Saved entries
* * * * * * *

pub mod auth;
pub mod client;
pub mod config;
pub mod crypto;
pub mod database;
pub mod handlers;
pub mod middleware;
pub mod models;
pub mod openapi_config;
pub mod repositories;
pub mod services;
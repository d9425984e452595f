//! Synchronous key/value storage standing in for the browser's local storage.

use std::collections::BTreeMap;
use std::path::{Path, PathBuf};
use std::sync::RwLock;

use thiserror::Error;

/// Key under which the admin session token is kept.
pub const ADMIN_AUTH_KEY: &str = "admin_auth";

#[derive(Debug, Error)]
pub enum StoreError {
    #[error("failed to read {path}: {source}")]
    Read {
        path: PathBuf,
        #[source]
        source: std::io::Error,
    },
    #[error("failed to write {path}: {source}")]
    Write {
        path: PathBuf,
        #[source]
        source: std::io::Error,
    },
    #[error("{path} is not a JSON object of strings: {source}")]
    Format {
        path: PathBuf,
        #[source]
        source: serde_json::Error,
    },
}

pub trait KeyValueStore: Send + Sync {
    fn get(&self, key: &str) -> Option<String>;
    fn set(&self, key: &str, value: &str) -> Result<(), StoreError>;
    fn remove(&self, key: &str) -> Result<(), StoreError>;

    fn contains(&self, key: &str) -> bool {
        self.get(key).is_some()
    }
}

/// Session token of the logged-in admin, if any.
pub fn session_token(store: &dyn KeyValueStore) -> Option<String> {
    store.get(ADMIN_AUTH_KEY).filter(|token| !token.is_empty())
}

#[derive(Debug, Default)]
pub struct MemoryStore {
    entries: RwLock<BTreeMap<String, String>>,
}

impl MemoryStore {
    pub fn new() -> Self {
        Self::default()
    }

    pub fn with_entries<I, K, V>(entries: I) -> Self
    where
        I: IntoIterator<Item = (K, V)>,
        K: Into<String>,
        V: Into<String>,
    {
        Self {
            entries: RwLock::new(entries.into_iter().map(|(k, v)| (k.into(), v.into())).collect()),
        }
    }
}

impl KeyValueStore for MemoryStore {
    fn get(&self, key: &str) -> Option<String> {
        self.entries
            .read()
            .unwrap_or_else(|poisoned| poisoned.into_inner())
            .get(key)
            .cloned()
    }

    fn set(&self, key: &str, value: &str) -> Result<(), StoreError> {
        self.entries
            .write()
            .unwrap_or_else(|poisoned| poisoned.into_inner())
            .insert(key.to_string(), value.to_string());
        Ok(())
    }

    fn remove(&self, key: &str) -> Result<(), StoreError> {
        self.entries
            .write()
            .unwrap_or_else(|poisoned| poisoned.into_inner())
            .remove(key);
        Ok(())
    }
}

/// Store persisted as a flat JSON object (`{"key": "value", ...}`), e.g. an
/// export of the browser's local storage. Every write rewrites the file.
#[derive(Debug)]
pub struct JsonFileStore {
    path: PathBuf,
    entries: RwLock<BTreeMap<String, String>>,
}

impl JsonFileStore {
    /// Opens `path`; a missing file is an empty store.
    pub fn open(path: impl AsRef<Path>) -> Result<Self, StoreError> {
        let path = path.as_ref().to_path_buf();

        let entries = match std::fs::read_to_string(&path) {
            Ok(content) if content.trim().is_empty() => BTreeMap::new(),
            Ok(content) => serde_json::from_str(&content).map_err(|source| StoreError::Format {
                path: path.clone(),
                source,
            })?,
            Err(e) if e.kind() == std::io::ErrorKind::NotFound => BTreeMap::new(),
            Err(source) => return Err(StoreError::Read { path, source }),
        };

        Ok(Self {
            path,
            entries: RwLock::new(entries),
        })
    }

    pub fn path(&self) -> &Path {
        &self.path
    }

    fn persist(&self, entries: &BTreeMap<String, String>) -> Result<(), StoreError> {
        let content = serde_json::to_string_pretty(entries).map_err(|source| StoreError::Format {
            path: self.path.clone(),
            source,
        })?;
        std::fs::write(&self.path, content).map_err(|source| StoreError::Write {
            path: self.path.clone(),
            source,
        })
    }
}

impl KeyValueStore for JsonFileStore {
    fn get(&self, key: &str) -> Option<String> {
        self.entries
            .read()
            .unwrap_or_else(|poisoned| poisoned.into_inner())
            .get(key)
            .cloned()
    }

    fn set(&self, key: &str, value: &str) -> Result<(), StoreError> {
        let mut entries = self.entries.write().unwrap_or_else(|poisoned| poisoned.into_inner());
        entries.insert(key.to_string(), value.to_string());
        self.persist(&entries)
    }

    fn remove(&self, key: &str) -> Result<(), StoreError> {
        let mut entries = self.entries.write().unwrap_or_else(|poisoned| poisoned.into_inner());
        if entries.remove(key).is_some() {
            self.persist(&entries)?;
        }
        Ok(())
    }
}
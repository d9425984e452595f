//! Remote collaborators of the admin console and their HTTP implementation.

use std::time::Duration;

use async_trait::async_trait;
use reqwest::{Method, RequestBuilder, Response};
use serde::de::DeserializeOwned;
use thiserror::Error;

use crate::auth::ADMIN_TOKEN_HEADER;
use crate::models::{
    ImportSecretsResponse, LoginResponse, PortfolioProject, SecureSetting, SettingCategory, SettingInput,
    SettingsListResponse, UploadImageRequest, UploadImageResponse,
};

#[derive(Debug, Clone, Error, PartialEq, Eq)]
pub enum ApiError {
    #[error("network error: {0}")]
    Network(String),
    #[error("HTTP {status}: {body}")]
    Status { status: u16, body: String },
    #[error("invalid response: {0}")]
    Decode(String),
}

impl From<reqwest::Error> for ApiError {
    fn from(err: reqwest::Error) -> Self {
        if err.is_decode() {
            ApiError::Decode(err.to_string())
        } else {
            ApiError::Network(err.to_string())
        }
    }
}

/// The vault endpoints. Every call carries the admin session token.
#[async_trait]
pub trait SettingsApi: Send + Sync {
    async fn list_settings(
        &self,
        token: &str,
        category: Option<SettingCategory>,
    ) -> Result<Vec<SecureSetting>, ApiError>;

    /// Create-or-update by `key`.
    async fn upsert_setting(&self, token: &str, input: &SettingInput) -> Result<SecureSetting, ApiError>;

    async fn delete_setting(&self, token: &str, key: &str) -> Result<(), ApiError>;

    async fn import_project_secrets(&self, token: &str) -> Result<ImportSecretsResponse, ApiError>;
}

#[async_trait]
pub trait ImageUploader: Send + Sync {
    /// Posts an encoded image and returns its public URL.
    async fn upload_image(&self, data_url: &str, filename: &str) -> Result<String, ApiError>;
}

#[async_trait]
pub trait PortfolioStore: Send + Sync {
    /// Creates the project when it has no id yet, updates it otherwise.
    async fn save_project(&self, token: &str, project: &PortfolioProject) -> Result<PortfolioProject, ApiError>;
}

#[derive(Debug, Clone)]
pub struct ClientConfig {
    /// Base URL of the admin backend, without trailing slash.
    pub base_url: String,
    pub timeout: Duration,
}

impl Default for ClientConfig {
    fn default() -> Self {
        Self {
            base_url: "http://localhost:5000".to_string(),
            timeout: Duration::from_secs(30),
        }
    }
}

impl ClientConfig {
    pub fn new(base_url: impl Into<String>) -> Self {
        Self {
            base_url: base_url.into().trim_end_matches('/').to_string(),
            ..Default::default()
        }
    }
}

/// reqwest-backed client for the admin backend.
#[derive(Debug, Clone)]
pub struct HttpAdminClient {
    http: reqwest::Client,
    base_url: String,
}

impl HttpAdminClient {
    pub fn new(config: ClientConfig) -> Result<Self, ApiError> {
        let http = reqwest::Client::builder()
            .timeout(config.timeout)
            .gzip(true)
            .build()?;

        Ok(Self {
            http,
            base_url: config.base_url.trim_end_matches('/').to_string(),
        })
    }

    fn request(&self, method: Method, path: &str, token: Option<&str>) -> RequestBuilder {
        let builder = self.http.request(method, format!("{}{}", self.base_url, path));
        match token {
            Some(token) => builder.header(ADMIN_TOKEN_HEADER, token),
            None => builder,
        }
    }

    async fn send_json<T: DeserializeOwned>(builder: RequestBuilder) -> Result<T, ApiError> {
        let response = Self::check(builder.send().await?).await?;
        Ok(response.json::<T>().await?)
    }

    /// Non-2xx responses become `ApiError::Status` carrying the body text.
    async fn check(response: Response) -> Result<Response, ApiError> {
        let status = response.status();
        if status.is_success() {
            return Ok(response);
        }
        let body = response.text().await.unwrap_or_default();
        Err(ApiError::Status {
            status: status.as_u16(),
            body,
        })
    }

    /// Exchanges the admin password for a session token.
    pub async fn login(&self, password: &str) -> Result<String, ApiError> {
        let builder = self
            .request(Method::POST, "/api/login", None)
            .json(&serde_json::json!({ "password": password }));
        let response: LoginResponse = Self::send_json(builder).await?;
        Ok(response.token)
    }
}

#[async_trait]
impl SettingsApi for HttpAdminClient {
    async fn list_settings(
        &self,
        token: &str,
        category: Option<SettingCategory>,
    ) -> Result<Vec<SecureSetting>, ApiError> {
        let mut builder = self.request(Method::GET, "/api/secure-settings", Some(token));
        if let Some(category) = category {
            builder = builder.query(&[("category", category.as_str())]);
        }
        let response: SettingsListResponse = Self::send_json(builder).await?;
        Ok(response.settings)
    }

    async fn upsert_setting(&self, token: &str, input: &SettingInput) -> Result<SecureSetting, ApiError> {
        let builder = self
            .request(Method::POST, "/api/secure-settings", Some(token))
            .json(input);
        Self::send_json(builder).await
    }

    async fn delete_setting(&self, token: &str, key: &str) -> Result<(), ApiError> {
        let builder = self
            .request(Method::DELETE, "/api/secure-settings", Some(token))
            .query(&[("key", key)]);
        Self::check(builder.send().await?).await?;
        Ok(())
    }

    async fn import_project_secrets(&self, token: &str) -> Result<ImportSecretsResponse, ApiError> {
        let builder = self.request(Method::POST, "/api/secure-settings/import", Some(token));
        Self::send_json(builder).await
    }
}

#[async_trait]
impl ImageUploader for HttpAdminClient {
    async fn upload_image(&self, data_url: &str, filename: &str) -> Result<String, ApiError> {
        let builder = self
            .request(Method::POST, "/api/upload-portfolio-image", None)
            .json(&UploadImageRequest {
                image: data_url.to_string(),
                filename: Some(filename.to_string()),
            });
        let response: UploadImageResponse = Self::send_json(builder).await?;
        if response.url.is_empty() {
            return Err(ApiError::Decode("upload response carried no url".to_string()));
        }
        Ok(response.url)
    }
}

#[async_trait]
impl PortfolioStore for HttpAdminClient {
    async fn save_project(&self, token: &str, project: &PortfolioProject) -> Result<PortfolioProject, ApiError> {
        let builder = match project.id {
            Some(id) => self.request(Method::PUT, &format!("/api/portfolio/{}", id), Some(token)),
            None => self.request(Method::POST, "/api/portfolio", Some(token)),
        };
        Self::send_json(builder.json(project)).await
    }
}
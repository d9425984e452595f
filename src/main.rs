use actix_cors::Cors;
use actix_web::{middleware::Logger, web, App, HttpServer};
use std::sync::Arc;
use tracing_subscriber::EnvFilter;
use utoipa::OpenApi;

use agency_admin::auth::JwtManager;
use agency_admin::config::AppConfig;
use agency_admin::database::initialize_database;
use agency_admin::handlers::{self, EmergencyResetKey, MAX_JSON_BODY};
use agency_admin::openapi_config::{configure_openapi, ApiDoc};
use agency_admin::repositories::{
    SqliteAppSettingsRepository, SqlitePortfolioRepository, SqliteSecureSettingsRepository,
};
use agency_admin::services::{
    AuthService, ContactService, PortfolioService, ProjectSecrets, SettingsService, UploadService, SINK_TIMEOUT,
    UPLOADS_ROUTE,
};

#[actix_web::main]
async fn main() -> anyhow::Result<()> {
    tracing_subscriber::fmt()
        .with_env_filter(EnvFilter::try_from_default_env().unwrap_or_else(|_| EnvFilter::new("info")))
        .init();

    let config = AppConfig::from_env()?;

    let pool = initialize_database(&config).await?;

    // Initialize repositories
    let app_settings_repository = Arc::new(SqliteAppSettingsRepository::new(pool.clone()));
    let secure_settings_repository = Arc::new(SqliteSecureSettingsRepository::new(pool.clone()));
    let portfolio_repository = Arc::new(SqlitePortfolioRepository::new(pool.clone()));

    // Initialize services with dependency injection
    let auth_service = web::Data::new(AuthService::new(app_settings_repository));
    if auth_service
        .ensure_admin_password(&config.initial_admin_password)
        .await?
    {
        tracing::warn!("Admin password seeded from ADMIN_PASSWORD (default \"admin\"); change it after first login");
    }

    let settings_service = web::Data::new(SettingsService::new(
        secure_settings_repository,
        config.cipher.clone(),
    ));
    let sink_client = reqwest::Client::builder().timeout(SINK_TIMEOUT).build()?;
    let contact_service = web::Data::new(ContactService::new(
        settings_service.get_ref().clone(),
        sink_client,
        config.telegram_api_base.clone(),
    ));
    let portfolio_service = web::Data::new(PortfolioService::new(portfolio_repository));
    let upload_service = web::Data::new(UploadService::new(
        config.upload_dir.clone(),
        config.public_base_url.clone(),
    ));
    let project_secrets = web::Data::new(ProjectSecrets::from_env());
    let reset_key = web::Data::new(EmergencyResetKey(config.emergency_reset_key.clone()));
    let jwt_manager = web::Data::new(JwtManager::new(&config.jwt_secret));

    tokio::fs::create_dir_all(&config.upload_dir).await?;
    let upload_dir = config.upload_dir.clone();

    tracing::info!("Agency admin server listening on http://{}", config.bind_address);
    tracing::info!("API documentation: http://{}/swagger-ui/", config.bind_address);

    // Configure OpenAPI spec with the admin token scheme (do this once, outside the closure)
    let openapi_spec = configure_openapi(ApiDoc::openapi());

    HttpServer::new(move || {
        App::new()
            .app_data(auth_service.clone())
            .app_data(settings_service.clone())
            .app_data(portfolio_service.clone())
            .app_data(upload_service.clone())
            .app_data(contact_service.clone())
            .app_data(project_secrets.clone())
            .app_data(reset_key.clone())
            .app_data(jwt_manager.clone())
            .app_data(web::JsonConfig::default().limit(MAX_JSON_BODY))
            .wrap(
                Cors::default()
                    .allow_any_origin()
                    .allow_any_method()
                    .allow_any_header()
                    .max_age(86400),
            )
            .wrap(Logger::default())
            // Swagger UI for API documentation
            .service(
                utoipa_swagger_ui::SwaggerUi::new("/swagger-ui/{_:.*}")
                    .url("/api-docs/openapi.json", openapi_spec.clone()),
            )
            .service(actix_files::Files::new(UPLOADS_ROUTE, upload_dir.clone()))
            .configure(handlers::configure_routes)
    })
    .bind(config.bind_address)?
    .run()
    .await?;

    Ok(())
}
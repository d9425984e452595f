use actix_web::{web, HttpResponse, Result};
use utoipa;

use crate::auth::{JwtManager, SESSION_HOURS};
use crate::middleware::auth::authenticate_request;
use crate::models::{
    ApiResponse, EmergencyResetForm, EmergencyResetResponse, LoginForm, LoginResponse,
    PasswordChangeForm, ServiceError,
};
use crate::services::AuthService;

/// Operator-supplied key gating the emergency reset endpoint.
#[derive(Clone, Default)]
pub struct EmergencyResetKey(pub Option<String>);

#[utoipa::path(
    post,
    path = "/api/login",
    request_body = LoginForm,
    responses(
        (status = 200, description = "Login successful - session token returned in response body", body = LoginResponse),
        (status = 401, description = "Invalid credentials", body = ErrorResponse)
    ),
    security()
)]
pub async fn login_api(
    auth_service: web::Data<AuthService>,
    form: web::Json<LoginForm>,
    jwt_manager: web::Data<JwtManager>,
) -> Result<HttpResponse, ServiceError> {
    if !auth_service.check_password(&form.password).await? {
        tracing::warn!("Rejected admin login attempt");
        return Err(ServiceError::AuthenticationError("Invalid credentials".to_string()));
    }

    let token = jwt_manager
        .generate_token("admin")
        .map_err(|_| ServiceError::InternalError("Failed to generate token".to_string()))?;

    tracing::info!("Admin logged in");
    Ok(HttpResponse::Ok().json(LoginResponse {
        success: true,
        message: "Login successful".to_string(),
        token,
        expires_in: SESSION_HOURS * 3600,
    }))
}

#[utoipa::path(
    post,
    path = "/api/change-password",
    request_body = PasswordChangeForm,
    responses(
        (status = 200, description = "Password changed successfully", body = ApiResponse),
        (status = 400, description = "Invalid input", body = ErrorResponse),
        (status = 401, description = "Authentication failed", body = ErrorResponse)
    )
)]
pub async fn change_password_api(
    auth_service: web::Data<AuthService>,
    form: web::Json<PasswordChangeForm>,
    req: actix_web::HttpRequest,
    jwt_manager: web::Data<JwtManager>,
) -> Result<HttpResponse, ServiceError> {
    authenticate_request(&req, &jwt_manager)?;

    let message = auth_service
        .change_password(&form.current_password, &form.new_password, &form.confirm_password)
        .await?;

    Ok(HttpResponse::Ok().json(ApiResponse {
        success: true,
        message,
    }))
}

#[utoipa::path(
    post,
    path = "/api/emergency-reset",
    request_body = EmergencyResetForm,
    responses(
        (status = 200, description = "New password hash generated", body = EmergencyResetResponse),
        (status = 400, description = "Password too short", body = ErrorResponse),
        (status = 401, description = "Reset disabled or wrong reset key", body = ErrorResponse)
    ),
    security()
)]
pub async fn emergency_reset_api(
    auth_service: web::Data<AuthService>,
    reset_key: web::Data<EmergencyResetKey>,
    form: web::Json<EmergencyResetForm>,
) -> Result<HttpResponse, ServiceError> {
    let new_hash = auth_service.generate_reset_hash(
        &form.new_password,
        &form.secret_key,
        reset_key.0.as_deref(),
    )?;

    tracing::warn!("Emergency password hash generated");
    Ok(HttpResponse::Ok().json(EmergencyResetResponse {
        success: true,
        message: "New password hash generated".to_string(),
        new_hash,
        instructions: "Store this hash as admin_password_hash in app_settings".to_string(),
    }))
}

* * * * * * *

EXERCISE INSTRUCTIONS:
Every line in the data that holds the string "PortfolioProject" should be copied.

REPLY TO THE EXERCISE:
    ImportSecretsResponse, LoginResponse, PortfolioProject, SecureSetting, SettingCategory, SettingInput,
    async fn save_project(&self, token: &str, project: &PortfolioProject) -> Result<PortfolioProject, ApiError>;
    async fn save_project(&self, token: &str, project: &PortfolioProject) -> Result<PortfolioProject, ApiError> {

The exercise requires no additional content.